Like a good fighter, THQ had to prove it could learn from previous mistakes and adapt its franchise to be a winner. With UFC Undisputed 3, the company accomplished that goal in highlight-reel knockout fashion.

UFC 3 still presents the same exciting, true-to-TV fighting action. Players press the same buttons to strike and take down opponents in the same fashion as before, but new tweaks have been added to the formula and other aspects of the game have been improved beyond measure.

Fighters will now utilize the cage during a fight, most notably using it to return to a standing position from the ground. When a foe is “rocked” and falls to the ground, the player can continue to pummel his opponent as they fall. My favorite new addition, though, is the ability to sway and avoid attacks while in a position of ground defense. Not having to take all of those guaranteed strikes will surely help my win/loss record.

The improved combat makes for a much easier time spent in the Octagon. Simple transitions allow players who couldn’t figure out the ground game in UFC 2010 to finally have a chance when laying on their backs. Submissions now have a wheel-like minigame where the attacker must keep his bar over the defender’s bar for a brief period of time.

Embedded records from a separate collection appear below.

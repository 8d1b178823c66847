//! Error handling for the SSE client.
//!
//! Two layers, matching the two places things go wrong:
//!
//! - [`StreamError`]: a single read from an open stream failed (transport
//!   error, invalid UTF-8, or the stream ended mid-event).
//! - [`ClientError`]: what the caller sees once the client has spent its
//!   retry budget, or when the caller cancelled.
//!
//! | Situation | Surfaced as | Retried by the client |
//! |-----------|-------------|-----------------------|
//! | Bad status / network error on connect | `ClientError::Connect` | Yes, without back-off |
//! | Network error while reading | `ClientError::Read` | Yes, after back-off and reconnect |
//! | Stream ended mid-event | `ClientError::Read` | Yes, after back-off and reconnect |
//! | Malformed field line | never an error | - |
//! | Malformed `retry` value | never an error | - |
//! | Cancellation | `ClientError::Cancelled` | No |

mod client;
mod stream;

pub use client::ClientError;
pub use stream::StreamError;

/// Result alias for client operations.
pub type SseResult<T> = std::result::Result<T, ClientError>;
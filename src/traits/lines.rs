//! Line-oriented text source trait.

use async_trait::async_trait;

use crate::error::StreamError;

/// Asynchronous "read next line" source consumed by
/// [`StreamParser`](crate::sse::StreamParser).
///
/// Lines are returned without their terminator. `Ok(None)` means the
/// source has ended; after that every call returns `Ok(None)` again.
#[async_trait]
pub trait LineSource: Send {
    /// Read the next line, waiting for more input if necessary.
    async fn next_line(&mut self) -> Result<Option<String>, StreamError>;
}

#[async_trait]
impl<L: LineSource + ?Sized> LineSource for Box<L> {
    async fn next_line(&mut self) -> Result<Option<String>, StreamError> {
        (**self).next_line().await
    }
}
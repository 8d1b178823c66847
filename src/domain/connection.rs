//! Connection state management.
//!
//! This module provides [`ConnectionState`], the lifecycle of one streaming
//! connection, and [`ResumeState`], the values carried across reconnects
//! (resumption cursor and current retry delay). Both are owned by a single
//! client instance; nothing here is shared between clients.

use std::time::Duration;

use crate::config::ReconnectPolicy;
use crate::sse::Event;

/// Lifecycle of the streaming connection.
#[derive(Debug, Clone, Copy, PartialEq, Eq, Default)]
pub enum ConnectionState {
    /// No open stream.
    #[default]
    Disconnected,
    /// A connection attempt is in flight.
    Connecting,
    /// A stream is open and events can be read.
    Connected,
    /// The read retry budget was exhausted.
    Failed,
}

impl ConnectionState {
    pub fn is_connected(self) -> bool {
        matches!(self, ConnectionState::Connected)
    }

    /// Short label for logs and status output.
    pub fn label(self) -> &'static str {
        match self {
            ConnectionState::Disconnected => "disconnected",
            ConnectionState::Connecting => "connecting",
            ConnectionState::Connected => "connected",
            ConnectionState::Failed => "failed",
        }
    }
}

/// State carried from one connection to the next.
#[derive(Debug, Clone, PartialEq)]
pub struct ResumeState {
    last_event_id: Option<String>,
    retry_delay: Duration,
}

impl ResumeState {
    /// Start with an optional cursor and the policy's initial delay.
    pub fn new(last_event_id: Option<String>, policy: &ReconnectPolicy) -> Self {
        Self {
            last_event_id: last_event_id.filter(|id| !id.is_empty()),
            retry_delay: policy.initial_delay,
        }
    }

    /// Id to send as `Last-Event-ID`, if any.
    pub fn last_event_id(&self) -> Option<&str> {
        self.last_event_id.as_deref()
    }

    /// Base delay before reconnecting.
    pub fn retry_delay(&self) -> Duration {
        self.retry_delay
    }

    /// Record a delivered event.
    ///
    /// A `retry` value replaces the base delay. A non-empty `id` becomes the
    /// cursor; an explicitly empty `id` clears it. The cursor is updated
    /// last.
    pub fn observe(&mut self, event: &Event) {
        if let Some(millis) = event.retry() {
            self.retry_delay = Duration::from_millis(millis);
        }
        match event.id() {
            Some("") => self.last_event_id = None,
            Some(id) => self.last_event_id = Some(id.to_string()),
            None => {}
        }
    }
}
//! Line-by-line accumulation of one event block.
//!
//! Field grammar, one line at a time:
//! - `:<text>` - comment, `<text>` is kept verbatim
//! - `<name>` or `<name>:[ ]<value>` where `<name>` is `event`, `id`,
//!   `data` or `retry`; at most one space after the colon is dropped
//! - anything else is ignored

use once_cell::sync::Lazy;
use regex::Regex;

use super::event::{Event, DEFAULT_EVENT_TYPE};

/// Marks a comment when it is the first character of a line.
const COMMENT_MARK: char = ':';

static FIELD_LINE: Lazy<Regex> = Lazy::new(|| {
    Regex::new(r"^(event|id|data|retry)(?::(.*))?$").expect("Invalid field line regex")
});

/// Accumulator for the event under construction.
///
/// Lines must be applied in stream order. [`make_event`](Self::make_event)
/// only reads the accumulator, so it can be called any number of times.
#[derive(Debug, Clone, Default)]
pub struct EventBuilder {
    origin: String,
    event_type: Option<String>,
    id: Option<String>,
    data: Vec<String>,
    comments: Vec<String>,
    retry: Option<u64>,
    lines_seen: usize,
}

impl EventBuilder {
    /// Create an empty builder for events read from `origin`.
    pub fn new(origin: impl Into<String>) -> Self {
        Self {
            origin: origin.into(),
            ..Self::default()
        }
    }

    /// Build a builder by applying `lines` in order.
    pub fn from_lines<'a, I>(origin: impl Into<String>, lines: I) -> Self
    where
        I: IntoIterator<Item = &'a str>,
    {
        lines
            .into_iter()
            .fold(Self::new(origin), |builder, line| builder.with_line(line))
    }

    /// Apply one line and return the updated accumulator.
    pub fn with_line(mut self, line: &str) -> Self {
        self.add_line(line);
        self
    }

    /// Apply one line (without its terminator) to the event under construction.
    ///
    /// Unrecognized lines and unparsable `retry` values are logged at debug
    /// level and otherwise ignored.
    pub fn add_line(&mut self, line: &str) {
        self.lines_seen += 1;

        if let Some(comment) = line.strip_prefix(COMMENT_MARK) {
            self.comments.push(comment.to_string());
            return;
        }

        let Some(captures) = FIELD_LINE.captures(line) else {
            tracing::debug!(line, "Ignoring unrecognized SSE line");
            return;
        };

        let name = captures.get(1).map_or("", |m| m.as_str());
        let raw_value = captures.get(2).map_or("", |m| m.as_str());
        let value = raw_value.strip_prefix(' ').unwrap_or(raw_value);

        match name {
            "event" => {
                self.event_type = if value.is_empty() {
                    None
                } else {
                    Some(value.to_string())
                };
            }
            "id" => self.id = Some(value.to_string()),
            "data" => self.data.push(value.to_string()),
            "retry" => match parse_retry(value) {
                Some(millis) => self.retry = Some(millis),
                None => tracing::debug!(value, "Ignoring invalid retry value"),
            },
            _ => unreachable!("field regex only matches known names"),
        }
    }

    /// Whether no line has been applied yet.
    pub fn is_empty(&self) -> bool {
        self.lines_seen == 0
    }

    /// Snapshot the accumulated state as an [`Event`].
    pub fn make_event(&self) -> Event {
        Event::new(
            self.origin.clone(),
            self.event_type
                .clone()
                .unwrap_or_else(|| DEFAULT_EVENT_TYPE.to_string()),
            self.id.clone(),
            join_lines(&self.data),
            join_lines(&self.comments),
            self.retry,
        )
    }
}

fn join_lines(lines: &[String]) -> Option<String> {
    if lines.is_empty() {
        None
    } else {
        Some(lines.join("\n"))
    }
}

fn parse_retry(value: &str) -> Option<u64> {
    if value.is_empty() || !value.bytes().all(|b| b.is_ascii_digit()) {
        return None;
    }
    value.parse().ok()
}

Both of these aspects are far easier now, and I’m living proof; I’ve achieved more wins by submission in my brief time with UFC 3 than I ever had in BOTH previous games combined. However, it’s not just the in-fight features that have seen improvement; everything about UFC 3 is far and away better than its predecessors.

Career Mode has seen the biggest improvements, as tedious stat tracking has been replaced by interesting mini-games and improved sparring. I was able to fight 4 whole matches in a half- hour, whereas UFC 2010‘s Career Mode would need double the time for the same amount of action. The online play is enhanced as well, as I played a good three to five matches with zero lag at all.

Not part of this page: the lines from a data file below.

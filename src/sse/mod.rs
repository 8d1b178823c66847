//! SSE (Server-Sent Events) decoding.
//!
//! SSE format consists of blocks of field lines separated by a blank line:
//! - `event: <type>` - event type line
//! - `data: <payload>` - data payload line (may repeat)
//! - `id: <id>` - resumption cursor
//! - `retry: <millis>` - reconnection delay override
//! - Lines starting with `:` - comments
//!
//! # Module structure
//! - `event` - the decoded [`Event`] value
//! - `builder` - [`EventBuilder`], applies one line at a time to an event under construction
//! - `parser` - [`StreamParser`], frames a line source into blocks

mod builder;
mod event;
mod parser;

pub use builder::EventBuilder;
pub use event::{Event, DEFAULT_EVENT_TYPE};
pub use parser::StreamParser;
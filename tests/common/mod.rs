//! Common test utilities for integration tests.
//!
//! This module provides reusable fixtures for driving a
//! `StreamingClient` against either a scripted mock transport or a real
//! HTTP server started with wiremock.
//!
//! # Example
//!
//! ```ignore
//! let server = MockServer::start().await;
//! Mock::given(method("GET"))
//!     .respond_with(sse_response("data: hi\n\n"))
//!     .mount(&server)
//!     .await;
//! let mut client = reqwest_client(&format!("{}/events", server.uri()));
//! ```

#![allow(dead_code)]

pub mod mocks;

pub use mocks::*;

use std::time::Duration;

use resumable_sse::adapters::ReqwestHttpClient;
use resumable_sse::{ClientConfig, Event, SseResult, StreamingClient};
use wiremock::ResponseTemplate;

/// Reconnect delay short enough to keep real-time tests fast.
pub const FAST_RETRY: Duration = Duration::from_millis(10);

/// A 200 response carrying `body` as `text/event-stream`.
pub fn sse_response(body: &str) -> ResponseTemplate {
    ResponseTemplate::new(200).set_body_raw(body.as_bytes().to_vec(), "text/event-stream")
}

/// Config for `url` with a short reconnect delay.
pub fn fast_config(url: &str) -> ClientConfig {
    ClientConfig::new(url).with_retry_delay(FAST_RETRY)
}

/// Client over the production transport with a short reconnect delay.
pub fn reqwest_client(url: &str) -> StreamingClient<ReqwestHttpClient> {
    let config = fast_config(url);
    let http = ReqwestHttpClient::from_config(&config).unwrap();
    StreamingClient::new(http, config)
}

/// Read `count` events, stopping at the first error.
pub async fn read_events<C>(client: &mut StreamingClient<C>, count: usize) -> SseResult<Vec<Event>>
where
    C: resumable_sse::traits::HttpClient,
{
    let mut events = Vec::with_capacity(count);
    for _ in 0..count {
        events.push(client.read_event().await?);
    }
    Ok(events)
}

The improvements from its predecessors are noteworthy enough, but it’s what UFC 3 brings to the table for the first time that will get fight fans frothing at the mouth. For the first time, players can utilize Pride rules for their fights, replacing the Octagon with a standard square ring and allowing for more brutal fighting techniques while in battle. Pride is a whole different beast from normal UFC bouts, so players will need to learn the ins and outs quickly in order to succeed.

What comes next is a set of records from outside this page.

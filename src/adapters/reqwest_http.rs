//! Reqwest-based HTTP client adapter.
//!
//! This module provides the production transport, implementing the
//! [`HttpClient`] trait from `crate::traits` on top of `reqwest`.

use async_trait::async_trait;
use futures_util::StreamExt;
use std::time::Duration;

use crate::config::ClientConfig;
use crate::traits::{ByteStream, Headers, HttpClient, HttpError, StreamResponse};

/// HTTP client implementation using reqwest.
///
/// `send()` resolves once the response headers are in; the body is exposed
/// as reqwest's chunk stream, so nothing is buffered beyond what the
/// caller has not read yet. Dropping the body aborts the request.
///
/// # Example
///
/// ```ignore
/// use resumable_sse::adapters::ReqwestHttpClient;
/// use resumable_sse::traits::{Headers, HttpClient};
///
/// let client = ReqwestHttpClient::new();
/// let response = client.get_stream("https://example.com/events", &Headers::new()).await?;
/// println!("Status: {}", response.status);
/// ```
#[derive(Debug, Clone)]
pub struct ReqwestHttpClient {
    client: reqwest::Client,
}

impl ReqwestHttpClient {
    /// Create a new ReqwestHttpClient with default settings.
    pub fn new() -> Self {
        Self {
            client: reqwest::Client::new(),
        }
    }

    /// Create a new ReqwestHttpClient with a custom reqwest::Client.
    ///
    /// Do not set a total request timeout on it: the response of an event
    /// stream never completes.
    pub fn with_client(client: reqwest::Client) -> Self {
        Self { client }
    }

    /// Create a client that bounds only the connection phase.
    pub fn with_connect_timeout(timeout: Duration) -> Result<Self, HttpError> {
        let client = reqwest::Client::builder()
            .connect_timeout(timeout)
            .build()
            .map_err(|e| HttpError::Other(e.to_string()))?;
        Ok(Self { client })
    }

    /// Create a client using the transport settings of `config`.
    pub fn from_config(config: &ClientConfig) -> Result<Self, HttpError> {
        Self::with_connect_timeout(config.connect_timeout)
    }

    /// Get a reference to the underlying reqwest::Client.
    pub fn inner(&self) -> &reqwest::Client {
        &self.client
    }

    /// Convert reqwest error to HttpError.
    fn convert_error(err: reqwest::Error) -> HttpError {
        if err.is_timeout() {
            HttpError::Timeout(err.to_string())
        } else if err.is_connect() {
            HttpError::ConnectionFailed(err.to_string())
        } else if err.is_builder() {
            HttpError::InvalidUrl(err.to_string())
        } else {
            HttpError::Other(err.to_string())
        }
    }

    /// Convert a body read error to HttpError.
    fn convert_body_error(err: reqwest::Error) -> HttpError {
        if err.is_timeout() {
            HttpError::Timeout(err.to_string())
        } else {
            HttpError::Io(err.to_string())
        }
    }

    /// Convert reqwest headers to our Headers type.
    fn convert_headers(headers: &reqwest::header::HeaderMap) -> Headers {
        headers
            .iter()
            .filter_map(|(name, value)| {
                value
                    .to_str()
                    .ok()
                    .map(|v| (name.to_string(), v.to_string()))
            })
            .collect()
    }

    /// Apply headers to a request builder.
    fn apply_headers(
        builder: reqwest::RequestBuilder,
        headers: &Headers,
    ) -> reqwest::RequestBuilder {
        let mut builder = builder;
        for (key, value) in headers {
            builder = builder.header(key, value);
        }
        builder
    }
}

impl Default for ReqwestHttpClient {
    fn default() -> Self {
        Self::new()
    }
}

#[async_trait]
impl HttpClient for ReqwestHttpClient {
    async fn get_stream(&self, url: &str, headers: &Headers) -> Result<StreamResponse, HttpError> {
        let builder = Self::apply_headers(self.client.get(url), headers);

        let response = builder.send().await.map_err(Self::convert_error)?;

        let status = response.status().as_u16();
        let response_headers = Self::convert_headers(response.headers());
        let body: ByteStream = Box::pin(
            response
                .bytes_stream()
                .map(|result| result.map_err(Self::convert_body_error)),
        );

        Ok(StreamResponse::new(status, response_headers, body))
    }
}
//! In-memory line source for testing.

use async_trait::async_trait;
use std::collections::VecDeque;

use crate::error::StreamError;
use crate::traits::LineSource;

/// Line source that replays a fixed list of lines.
///
/// After the lines run out it returns the configured error once (if any),
/// then reports end of stream.
#[derive(Debug, Clone, Default)]
pub struct MockLineSource {
    lines: VecDeque<String>,
    error: Option<StreamError>,
}

impl MockLineSource {
    /// Create a source that yields `lines` and then ends.
    pub fn new<I, S>(lines: I) -> Self
    where
        I: IntoIterator<Item = S>,
        S: Into<String>,
    {
        Self {
            lines: lines.into_iter().map(Into::into).collect(),
            error: None,
        }
    }

    /// Fail with `error` instead of ending cleanly.
    pub fn with_error(mut self, error: StreamError) -> Self {
        self.error = Some(error);
        self
    }

    /// Number of lines not read yet.
    pub fn remaining(&self) -> usize {
        self.lines.len()
    }
}

#[async_trait]
impl LineSource for MockLineSource {
    async fn next_line(&mut self) -> Result<Option<String>, StreamError> {
        if let Some(line) = self.lines.pop_front() {
            return Ok(Some(line));
        }
        match self.error.take() {
            Some(err) => Err(err),
            None => Ok(None),
        }
    }
}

Perhaps most notable in UFC 3 is the attention to presentation. Fighters will now enter the ring as they do on television. The addition of live-action video gives players more to look at and breaks up the monotony of staring at menus. Career Mode’s videos in particular, like the “First MMA Fight” video with Sean “The Muscle Shark” Sherk, grabbed my attention right away. Not every game has fully filmed, fully edited live-action video to accompany play, but THQ and Yuke’s performed masterful work on them here.

Truth be told, the core gameplay hasn’t been radically altered. Like a seasoned fighter, keeping to what works and changing what doesn’t is essential to a career’s continued success. If an opponent finds a weakness to exploit and it isn’t fixed, that person will walk away the victor.

It seems THQ has gotten the memo, because UFC 3 is a bonafide knockout.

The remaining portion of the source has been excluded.